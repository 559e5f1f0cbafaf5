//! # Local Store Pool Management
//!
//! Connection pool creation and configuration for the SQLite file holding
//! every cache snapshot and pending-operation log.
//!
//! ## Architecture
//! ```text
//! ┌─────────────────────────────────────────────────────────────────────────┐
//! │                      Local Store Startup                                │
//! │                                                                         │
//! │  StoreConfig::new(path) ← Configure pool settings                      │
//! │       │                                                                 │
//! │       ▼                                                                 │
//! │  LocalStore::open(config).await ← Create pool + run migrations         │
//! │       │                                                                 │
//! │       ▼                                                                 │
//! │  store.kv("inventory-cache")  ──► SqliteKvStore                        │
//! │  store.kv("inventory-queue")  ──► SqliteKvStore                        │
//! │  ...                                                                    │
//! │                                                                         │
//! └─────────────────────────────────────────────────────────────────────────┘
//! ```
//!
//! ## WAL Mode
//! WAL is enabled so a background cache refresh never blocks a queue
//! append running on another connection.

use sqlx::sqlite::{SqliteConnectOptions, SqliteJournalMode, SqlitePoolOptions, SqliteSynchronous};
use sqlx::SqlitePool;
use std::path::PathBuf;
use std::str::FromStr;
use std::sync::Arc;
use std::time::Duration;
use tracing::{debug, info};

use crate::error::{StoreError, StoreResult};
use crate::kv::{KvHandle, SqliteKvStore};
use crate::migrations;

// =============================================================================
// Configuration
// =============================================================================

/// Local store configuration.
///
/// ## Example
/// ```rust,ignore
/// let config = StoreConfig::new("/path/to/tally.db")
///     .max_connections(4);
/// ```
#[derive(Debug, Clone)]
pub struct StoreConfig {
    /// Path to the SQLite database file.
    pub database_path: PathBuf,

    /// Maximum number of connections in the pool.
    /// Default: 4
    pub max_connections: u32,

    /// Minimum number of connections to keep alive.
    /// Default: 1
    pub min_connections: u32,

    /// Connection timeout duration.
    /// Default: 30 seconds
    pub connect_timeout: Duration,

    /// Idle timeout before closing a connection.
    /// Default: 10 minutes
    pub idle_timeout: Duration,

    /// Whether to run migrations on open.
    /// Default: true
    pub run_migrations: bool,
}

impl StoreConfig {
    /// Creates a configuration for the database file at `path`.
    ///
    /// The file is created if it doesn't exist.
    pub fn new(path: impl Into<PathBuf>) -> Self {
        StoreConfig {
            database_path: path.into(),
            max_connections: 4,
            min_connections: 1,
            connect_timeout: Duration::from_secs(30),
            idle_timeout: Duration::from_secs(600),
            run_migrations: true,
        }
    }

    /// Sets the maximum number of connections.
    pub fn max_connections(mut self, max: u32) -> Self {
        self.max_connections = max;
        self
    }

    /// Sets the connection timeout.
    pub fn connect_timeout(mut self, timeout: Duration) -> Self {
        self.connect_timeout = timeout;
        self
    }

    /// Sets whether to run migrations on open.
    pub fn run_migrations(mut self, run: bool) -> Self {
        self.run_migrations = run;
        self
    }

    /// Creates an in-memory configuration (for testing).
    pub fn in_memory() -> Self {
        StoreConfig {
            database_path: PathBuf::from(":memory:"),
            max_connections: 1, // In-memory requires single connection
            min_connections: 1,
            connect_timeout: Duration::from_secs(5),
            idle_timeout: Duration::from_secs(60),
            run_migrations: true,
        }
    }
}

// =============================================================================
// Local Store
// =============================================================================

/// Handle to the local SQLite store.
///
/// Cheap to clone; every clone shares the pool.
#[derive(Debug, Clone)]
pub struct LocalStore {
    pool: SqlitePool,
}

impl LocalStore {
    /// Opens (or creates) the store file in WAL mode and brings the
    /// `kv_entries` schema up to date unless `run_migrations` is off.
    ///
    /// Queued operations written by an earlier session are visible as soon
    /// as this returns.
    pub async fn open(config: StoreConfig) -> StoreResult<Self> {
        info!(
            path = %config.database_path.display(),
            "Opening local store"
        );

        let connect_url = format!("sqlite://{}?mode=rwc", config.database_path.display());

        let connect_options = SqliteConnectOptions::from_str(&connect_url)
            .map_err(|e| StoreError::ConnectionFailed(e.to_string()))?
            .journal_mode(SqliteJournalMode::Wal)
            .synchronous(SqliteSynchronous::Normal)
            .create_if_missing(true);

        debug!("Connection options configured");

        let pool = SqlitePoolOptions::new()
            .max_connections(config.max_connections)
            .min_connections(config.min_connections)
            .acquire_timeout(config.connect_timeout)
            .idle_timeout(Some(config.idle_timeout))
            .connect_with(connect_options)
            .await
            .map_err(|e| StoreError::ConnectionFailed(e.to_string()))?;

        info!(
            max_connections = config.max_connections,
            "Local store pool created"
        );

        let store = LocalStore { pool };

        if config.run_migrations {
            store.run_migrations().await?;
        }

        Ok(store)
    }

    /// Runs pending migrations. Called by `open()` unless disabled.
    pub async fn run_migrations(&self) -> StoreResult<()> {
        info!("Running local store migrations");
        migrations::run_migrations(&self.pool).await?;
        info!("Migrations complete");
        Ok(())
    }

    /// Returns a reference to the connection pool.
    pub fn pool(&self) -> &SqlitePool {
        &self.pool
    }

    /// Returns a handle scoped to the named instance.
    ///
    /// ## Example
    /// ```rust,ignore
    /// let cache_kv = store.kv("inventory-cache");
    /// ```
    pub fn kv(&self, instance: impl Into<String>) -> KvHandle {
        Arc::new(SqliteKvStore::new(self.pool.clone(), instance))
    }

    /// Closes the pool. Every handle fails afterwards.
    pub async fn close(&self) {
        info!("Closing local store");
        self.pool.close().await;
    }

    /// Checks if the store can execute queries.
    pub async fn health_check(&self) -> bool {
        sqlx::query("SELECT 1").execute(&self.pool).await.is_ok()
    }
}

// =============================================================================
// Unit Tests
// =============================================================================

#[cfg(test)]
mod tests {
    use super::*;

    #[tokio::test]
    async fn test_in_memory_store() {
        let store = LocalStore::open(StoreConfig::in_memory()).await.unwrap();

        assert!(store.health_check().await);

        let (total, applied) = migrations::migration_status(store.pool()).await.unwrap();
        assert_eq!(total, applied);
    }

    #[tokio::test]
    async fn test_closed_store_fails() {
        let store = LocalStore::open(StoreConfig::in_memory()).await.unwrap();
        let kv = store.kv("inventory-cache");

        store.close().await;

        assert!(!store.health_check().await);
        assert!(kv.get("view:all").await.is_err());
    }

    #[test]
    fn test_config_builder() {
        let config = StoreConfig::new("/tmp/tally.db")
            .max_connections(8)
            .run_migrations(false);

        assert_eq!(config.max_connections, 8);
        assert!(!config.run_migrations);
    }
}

───

> **Exercise description**
Check every line of the data, and copy the ones that contain "SqliteSynchronous".

> **Answer to the exercise**
use sqlx::sqlite::{SqliteConnectOptions, SqliteJournalMode, SqlitePoolOptions, SqliteSynchronous};
            .synchronous(SqliteSynchronous::Normal)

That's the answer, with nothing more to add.